## RECORD SET
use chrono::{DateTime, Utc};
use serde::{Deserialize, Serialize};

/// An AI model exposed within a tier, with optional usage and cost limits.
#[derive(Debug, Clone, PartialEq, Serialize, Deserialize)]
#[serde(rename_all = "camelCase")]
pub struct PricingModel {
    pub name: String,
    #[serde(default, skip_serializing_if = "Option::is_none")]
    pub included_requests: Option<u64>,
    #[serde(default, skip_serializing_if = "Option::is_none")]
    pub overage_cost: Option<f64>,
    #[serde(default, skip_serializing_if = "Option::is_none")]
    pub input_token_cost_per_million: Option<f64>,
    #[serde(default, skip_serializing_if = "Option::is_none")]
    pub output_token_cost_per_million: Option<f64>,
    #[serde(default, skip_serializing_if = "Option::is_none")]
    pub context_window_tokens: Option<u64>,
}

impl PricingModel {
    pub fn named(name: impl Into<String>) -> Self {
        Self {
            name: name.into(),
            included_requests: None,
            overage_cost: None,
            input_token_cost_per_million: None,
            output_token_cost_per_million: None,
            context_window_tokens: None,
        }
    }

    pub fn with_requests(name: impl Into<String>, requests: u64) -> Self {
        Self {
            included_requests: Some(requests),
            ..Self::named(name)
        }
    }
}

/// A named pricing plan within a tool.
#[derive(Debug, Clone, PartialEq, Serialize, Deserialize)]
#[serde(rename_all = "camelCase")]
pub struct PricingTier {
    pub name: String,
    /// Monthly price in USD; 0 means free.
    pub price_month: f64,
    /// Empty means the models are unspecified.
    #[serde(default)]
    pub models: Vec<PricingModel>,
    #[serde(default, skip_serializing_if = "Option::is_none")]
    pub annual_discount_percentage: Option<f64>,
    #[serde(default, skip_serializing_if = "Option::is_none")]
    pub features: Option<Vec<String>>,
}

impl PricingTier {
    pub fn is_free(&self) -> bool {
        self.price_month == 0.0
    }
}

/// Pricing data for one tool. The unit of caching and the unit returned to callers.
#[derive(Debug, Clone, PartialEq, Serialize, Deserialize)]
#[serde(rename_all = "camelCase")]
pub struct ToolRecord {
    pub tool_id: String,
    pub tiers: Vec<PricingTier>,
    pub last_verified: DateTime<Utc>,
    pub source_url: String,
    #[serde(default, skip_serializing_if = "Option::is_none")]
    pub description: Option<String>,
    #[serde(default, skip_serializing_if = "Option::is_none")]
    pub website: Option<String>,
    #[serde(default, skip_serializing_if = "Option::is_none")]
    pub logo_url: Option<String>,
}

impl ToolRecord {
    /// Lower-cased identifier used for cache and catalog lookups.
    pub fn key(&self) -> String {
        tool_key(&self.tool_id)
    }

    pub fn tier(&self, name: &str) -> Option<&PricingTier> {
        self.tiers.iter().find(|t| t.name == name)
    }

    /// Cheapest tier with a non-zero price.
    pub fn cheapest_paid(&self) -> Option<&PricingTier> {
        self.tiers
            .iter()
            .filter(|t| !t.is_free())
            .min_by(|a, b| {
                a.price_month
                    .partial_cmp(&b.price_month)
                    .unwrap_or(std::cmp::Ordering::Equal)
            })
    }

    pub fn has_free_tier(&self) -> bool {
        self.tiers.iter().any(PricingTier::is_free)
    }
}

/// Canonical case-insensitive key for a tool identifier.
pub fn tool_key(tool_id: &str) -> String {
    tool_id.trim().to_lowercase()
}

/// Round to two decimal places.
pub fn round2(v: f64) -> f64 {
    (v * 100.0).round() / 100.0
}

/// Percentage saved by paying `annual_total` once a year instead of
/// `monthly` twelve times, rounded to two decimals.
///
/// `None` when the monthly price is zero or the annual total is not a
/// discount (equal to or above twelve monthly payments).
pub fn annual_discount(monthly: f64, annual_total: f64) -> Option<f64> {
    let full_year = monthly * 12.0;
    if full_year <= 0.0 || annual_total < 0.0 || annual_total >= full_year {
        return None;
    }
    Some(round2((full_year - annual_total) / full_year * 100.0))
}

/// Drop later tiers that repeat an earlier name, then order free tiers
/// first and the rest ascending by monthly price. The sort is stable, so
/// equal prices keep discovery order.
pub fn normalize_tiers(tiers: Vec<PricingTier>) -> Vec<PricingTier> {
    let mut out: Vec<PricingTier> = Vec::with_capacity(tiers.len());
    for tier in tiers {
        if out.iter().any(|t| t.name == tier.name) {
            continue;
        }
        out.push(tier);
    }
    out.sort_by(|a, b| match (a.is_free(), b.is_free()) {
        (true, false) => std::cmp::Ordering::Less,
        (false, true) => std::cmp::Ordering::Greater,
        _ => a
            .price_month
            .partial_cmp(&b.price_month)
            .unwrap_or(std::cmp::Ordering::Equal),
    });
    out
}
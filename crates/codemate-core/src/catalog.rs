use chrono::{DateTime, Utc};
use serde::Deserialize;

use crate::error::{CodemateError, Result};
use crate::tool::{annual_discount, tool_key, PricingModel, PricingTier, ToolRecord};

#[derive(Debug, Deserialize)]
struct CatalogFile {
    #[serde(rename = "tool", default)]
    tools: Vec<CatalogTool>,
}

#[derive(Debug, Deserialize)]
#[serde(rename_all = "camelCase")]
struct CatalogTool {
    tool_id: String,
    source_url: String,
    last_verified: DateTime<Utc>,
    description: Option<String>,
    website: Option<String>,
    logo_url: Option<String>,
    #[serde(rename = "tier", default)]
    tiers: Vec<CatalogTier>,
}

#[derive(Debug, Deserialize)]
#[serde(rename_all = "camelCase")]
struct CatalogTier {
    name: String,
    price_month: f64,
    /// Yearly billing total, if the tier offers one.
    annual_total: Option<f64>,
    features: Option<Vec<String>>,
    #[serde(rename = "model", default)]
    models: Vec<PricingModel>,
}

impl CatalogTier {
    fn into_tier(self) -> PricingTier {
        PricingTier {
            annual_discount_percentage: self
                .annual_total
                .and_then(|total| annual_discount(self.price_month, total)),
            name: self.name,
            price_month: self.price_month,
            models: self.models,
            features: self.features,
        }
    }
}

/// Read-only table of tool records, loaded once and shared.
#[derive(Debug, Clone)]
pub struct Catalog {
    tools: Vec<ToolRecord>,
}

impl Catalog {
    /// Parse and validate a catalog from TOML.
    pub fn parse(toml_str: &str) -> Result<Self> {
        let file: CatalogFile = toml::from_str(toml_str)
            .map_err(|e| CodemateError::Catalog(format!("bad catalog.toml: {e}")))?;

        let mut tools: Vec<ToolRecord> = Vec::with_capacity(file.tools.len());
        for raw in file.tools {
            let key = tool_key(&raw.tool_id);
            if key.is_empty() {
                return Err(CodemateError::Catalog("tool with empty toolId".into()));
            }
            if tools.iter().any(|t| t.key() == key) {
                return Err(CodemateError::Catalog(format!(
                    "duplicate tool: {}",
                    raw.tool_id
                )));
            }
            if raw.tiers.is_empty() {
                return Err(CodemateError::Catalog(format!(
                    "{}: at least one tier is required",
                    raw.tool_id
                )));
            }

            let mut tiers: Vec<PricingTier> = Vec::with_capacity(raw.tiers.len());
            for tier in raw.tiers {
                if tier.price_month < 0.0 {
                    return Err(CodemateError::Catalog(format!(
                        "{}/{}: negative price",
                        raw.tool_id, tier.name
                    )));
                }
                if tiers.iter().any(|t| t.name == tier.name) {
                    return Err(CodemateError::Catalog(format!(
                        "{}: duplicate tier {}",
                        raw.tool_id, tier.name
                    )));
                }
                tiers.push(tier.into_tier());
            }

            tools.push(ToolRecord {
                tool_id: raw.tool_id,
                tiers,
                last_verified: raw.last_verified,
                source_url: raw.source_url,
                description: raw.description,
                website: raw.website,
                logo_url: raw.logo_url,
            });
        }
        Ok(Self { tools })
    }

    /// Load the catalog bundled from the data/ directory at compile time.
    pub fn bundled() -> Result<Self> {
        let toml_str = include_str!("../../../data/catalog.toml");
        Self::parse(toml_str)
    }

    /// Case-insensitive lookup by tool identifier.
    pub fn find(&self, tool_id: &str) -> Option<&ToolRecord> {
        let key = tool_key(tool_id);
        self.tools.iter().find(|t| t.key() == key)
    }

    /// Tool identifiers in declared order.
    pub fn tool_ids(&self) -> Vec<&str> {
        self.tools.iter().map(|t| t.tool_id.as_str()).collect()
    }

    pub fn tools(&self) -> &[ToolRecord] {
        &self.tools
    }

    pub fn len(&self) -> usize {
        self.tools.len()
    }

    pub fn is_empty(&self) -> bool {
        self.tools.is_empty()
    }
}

## TASK STATEMENT
Starting with the line that contains "tiers.push(tier.into_tier());", restate every line through the end of the records above, exactly and with no other lines.

## SOLVED PROBLEM
                tiers.push(tier.into_tier());
            }

            tools.push(ToolRecord {
                tool_id: raw.tool_id,
                tiers,
                last_verified: raw.last_verified,
                source_url: raw.source_url,
                description: raw.description,
                website: raw.website,
                logo_url: raw.logo_url,
            });
        }
        Ok(Self { tools })
    }

    /// Load the catalog bundled from the data/ directory at compile time.
    pub fn bundled() -> Result<Self> {
        let toml_str = include_str!("../../../data/catalog.toml");
        Self::parse(toml_str)
    }

    /// Case-insensitive lookup by tool identifier.
    pub fn find(&self, tool_id: &str) -> Option<&ToolRecord> {
        let key = tool_key(tool_id);
        self.tools.iter().find(|t| t.key() == key)
    }

    /// Tool identifiers in declared order.
    pub fn tool_ids(&self) -> Vec<&str> {
        self.tools.iter().map(|t| t.tool_id.as_str()).collect()
    }

    pub fn tools(&self) -> &[ToolRecord] {
        &self.tools
    }

    pub fn len(&self) -> usize {
        self.tools.len()
    }

    pub fn is_empty(&self) -> bool {
        self.tools.is_empty()
    }
}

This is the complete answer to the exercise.